Exercise -
Print the first line of the material below and each line after it, exactly as written, ending with the line that contains "use super::config::Config;".

Supplied data -
Start of Block
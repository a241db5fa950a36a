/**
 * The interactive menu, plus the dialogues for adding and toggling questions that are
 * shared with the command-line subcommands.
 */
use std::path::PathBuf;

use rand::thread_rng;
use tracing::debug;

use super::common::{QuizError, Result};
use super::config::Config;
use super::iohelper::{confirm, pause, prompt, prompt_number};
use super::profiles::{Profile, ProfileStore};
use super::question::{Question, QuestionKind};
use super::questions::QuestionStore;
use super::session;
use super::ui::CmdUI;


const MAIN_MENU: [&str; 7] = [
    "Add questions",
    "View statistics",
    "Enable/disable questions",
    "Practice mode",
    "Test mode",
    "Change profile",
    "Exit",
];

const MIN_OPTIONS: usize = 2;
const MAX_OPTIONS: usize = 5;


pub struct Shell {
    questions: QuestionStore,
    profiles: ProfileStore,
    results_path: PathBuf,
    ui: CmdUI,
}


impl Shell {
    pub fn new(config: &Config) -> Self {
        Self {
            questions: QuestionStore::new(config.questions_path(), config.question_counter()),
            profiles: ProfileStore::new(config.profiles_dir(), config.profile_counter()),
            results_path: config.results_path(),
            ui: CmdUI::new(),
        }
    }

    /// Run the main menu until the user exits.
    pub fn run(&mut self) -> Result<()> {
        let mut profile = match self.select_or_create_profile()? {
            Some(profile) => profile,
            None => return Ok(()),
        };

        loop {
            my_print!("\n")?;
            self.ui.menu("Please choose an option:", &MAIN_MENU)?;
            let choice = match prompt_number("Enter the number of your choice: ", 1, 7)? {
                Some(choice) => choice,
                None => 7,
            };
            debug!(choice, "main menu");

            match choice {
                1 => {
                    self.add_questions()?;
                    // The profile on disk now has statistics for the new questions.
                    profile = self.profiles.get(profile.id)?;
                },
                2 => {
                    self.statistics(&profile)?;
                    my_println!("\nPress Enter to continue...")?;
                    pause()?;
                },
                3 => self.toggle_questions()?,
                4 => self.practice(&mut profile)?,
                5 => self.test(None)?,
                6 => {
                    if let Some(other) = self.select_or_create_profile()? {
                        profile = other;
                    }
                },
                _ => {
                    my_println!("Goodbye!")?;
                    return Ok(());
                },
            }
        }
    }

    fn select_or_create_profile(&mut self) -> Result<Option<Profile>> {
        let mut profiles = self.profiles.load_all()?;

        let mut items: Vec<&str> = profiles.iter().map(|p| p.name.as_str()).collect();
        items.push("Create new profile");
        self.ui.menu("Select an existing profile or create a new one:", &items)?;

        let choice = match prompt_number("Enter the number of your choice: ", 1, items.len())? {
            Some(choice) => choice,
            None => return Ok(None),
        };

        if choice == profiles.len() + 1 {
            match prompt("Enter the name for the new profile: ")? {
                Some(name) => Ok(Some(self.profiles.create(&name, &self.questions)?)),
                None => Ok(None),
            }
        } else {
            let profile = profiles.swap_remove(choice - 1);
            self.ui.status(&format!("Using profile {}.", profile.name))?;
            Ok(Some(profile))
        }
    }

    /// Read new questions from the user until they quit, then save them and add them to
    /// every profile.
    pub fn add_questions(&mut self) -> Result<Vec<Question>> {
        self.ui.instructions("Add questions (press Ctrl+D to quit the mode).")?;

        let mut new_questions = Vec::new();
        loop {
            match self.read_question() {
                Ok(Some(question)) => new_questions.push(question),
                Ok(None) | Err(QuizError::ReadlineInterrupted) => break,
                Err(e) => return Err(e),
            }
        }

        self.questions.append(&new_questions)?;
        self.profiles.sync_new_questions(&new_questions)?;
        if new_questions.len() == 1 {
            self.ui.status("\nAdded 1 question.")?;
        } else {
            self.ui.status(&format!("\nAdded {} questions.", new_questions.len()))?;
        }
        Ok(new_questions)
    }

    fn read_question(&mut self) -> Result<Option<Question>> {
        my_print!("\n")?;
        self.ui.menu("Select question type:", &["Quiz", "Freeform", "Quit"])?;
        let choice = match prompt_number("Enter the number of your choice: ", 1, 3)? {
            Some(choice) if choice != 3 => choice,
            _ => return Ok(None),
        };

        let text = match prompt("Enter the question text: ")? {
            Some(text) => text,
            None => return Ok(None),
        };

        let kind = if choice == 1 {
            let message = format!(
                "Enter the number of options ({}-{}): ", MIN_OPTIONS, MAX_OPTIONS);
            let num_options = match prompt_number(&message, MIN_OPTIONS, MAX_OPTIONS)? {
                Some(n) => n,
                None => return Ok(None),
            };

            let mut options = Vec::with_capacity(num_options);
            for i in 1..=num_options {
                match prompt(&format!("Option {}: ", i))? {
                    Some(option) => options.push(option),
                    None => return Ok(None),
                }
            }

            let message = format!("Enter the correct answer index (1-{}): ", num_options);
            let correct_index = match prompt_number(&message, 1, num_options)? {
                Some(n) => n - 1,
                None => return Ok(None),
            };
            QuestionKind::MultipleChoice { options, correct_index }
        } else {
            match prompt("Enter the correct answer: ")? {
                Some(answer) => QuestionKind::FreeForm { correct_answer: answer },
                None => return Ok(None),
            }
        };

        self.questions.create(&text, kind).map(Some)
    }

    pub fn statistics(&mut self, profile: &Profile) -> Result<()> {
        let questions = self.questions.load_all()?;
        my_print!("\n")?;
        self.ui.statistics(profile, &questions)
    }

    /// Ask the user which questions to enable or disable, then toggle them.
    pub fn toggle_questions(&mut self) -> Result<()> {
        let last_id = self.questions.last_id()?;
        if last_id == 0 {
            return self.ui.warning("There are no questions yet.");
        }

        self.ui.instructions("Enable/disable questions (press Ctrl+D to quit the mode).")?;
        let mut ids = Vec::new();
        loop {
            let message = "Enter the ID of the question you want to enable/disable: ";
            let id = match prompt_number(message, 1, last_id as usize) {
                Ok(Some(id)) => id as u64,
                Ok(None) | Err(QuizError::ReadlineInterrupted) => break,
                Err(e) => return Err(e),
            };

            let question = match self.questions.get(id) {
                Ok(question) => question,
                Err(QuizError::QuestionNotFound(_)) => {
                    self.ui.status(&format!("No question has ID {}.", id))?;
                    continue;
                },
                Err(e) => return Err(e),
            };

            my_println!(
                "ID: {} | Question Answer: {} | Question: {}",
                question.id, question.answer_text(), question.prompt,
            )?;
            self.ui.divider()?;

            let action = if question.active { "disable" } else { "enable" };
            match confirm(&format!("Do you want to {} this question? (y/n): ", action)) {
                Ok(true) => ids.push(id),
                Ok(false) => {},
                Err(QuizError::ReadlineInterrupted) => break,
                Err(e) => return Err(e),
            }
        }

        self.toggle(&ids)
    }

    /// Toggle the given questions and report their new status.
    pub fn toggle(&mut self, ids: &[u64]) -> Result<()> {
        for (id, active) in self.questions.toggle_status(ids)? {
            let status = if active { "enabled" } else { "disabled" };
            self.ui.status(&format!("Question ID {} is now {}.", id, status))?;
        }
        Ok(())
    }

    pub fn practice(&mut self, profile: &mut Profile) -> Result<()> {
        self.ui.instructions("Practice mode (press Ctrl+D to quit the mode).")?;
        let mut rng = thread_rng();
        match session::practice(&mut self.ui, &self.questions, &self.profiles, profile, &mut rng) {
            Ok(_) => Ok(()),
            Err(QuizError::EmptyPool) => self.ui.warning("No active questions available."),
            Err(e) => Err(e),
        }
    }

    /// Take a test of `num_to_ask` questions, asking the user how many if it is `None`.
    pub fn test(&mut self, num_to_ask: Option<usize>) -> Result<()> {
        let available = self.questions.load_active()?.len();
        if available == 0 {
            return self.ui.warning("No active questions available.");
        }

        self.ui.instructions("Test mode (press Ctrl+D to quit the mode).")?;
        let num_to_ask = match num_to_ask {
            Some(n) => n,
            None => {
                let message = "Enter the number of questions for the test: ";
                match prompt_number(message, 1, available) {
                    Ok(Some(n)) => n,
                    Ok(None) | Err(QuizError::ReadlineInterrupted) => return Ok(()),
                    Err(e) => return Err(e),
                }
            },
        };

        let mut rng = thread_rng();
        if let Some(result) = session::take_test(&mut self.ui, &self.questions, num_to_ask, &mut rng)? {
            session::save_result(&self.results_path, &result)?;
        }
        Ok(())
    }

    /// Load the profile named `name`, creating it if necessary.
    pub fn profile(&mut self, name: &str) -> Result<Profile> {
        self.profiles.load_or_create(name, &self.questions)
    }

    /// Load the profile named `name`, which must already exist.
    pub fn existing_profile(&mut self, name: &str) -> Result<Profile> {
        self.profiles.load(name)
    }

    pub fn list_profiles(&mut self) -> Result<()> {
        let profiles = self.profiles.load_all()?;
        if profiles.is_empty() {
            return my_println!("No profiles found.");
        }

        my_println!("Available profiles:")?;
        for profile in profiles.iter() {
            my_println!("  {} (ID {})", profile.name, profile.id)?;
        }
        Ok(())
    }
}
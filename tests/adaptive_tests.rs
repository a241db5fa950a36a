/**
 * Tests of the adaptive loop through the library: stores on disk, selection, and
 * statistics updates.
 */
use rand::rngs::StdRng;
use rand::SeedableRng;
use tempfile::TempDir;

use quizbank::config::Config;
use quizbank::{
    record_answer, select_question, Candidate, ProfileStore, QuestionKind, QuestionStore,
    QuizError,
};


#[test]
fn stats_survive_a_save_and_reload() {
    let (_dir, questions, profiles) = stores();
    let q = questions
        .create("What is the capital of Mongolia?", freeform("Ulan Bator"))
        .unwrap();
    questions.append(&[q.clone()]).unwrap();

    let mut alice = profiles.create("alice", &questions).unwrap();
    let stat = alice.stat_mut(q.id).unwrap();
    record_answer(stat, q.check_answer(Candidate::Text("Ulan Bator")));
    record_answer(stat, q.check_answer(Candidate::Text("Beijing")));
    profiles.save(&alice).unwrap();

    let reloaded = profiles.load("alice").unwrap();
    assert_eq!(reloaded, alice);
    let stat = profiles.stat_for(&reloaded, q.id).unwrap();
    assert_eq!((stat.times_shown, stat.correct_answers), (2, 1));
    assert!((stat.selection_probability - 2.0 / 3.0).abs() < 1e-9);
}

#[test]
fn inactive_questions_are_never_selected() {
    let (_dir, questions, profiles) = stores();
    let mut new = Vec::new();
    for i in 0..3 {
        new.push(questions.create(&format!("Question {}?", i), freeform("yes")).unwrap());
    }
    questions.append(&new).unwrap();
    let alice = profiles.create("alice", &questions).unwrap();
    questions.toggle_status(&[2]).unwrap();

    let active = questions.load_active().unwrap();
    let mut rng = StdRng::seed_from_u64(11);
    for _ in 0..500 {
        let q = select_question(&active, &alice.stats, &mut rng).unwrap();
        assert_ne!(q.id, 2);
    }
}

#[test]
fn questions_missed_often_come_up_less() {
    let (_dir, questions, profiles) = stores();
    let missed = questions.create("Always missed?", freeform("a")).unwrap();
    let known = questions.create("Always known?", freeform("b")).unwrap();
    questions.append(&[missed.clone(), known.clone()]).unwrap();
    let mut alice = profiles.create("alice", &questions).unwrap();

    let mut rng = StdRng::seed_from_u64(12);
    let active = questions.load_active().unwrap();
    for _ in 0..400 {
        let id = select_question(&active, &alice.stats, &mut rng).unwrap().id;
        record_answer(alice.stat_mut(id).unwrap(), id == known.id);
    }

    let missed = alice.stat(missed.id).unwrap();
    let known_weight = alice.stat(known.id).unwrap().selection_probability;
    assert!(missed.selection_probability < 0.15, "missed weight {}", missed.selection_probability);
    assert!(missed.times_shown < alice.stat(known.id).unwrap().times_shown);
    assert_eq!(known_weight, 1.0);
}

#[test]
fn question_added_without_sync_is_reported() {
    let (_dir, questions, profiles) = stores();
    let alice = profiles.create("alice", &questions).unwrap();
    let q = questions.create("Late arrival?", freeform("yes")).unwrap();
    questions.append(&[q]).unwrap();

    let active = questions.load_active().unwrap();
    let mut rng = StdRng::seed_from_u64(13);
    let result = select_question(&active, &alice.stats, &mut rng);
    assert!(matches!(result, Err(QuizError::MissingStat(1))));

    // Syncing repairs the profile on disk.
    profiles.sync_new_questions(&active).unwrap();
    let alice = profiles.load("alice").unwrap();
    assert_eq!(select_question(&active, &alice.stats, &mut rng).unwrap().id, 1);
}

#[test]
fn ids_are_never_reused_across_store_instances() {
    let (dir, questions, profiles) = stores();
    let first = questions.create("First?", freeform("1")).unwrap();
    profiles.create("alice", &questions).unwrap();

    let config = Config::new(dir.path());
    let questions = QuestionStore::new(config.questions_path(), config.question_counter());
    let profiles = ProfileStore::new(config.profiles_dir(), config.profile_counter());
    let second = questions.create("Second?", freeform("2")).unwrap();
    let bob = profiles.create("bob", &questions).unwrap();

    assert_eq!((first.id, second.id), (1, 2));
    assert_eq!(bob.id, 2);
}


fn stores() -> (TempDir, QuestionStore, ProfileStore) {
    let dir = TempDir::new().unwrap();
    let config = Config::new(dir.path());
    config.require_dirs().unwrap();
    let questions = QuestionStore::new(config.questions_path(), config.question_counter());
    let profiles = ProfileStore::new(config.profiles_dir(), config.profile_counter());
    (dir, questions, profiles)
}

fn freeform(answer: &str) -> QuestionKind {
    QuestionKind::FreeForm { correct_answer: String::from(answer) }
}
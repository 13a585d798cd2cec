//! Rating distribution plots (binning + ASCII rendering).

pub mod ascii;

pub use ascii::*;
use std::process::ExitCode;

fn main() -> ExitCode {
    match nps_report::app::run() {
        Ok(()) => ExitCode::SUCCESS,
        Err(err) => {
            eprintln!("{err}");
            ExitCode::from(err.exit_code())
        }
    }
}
End of Block
Reply to the exercise -
repository a241db5fa950a36a
/**
 * The interactive menu, plus the dialogues for adding and toggling questions that are
 * shared with the command-line subcommands.
 */
use std::path::PathBuf;

use rand::thread_rng;
use tracing::debug;

use super::common::{QuizError, Result};
use super::config::Config;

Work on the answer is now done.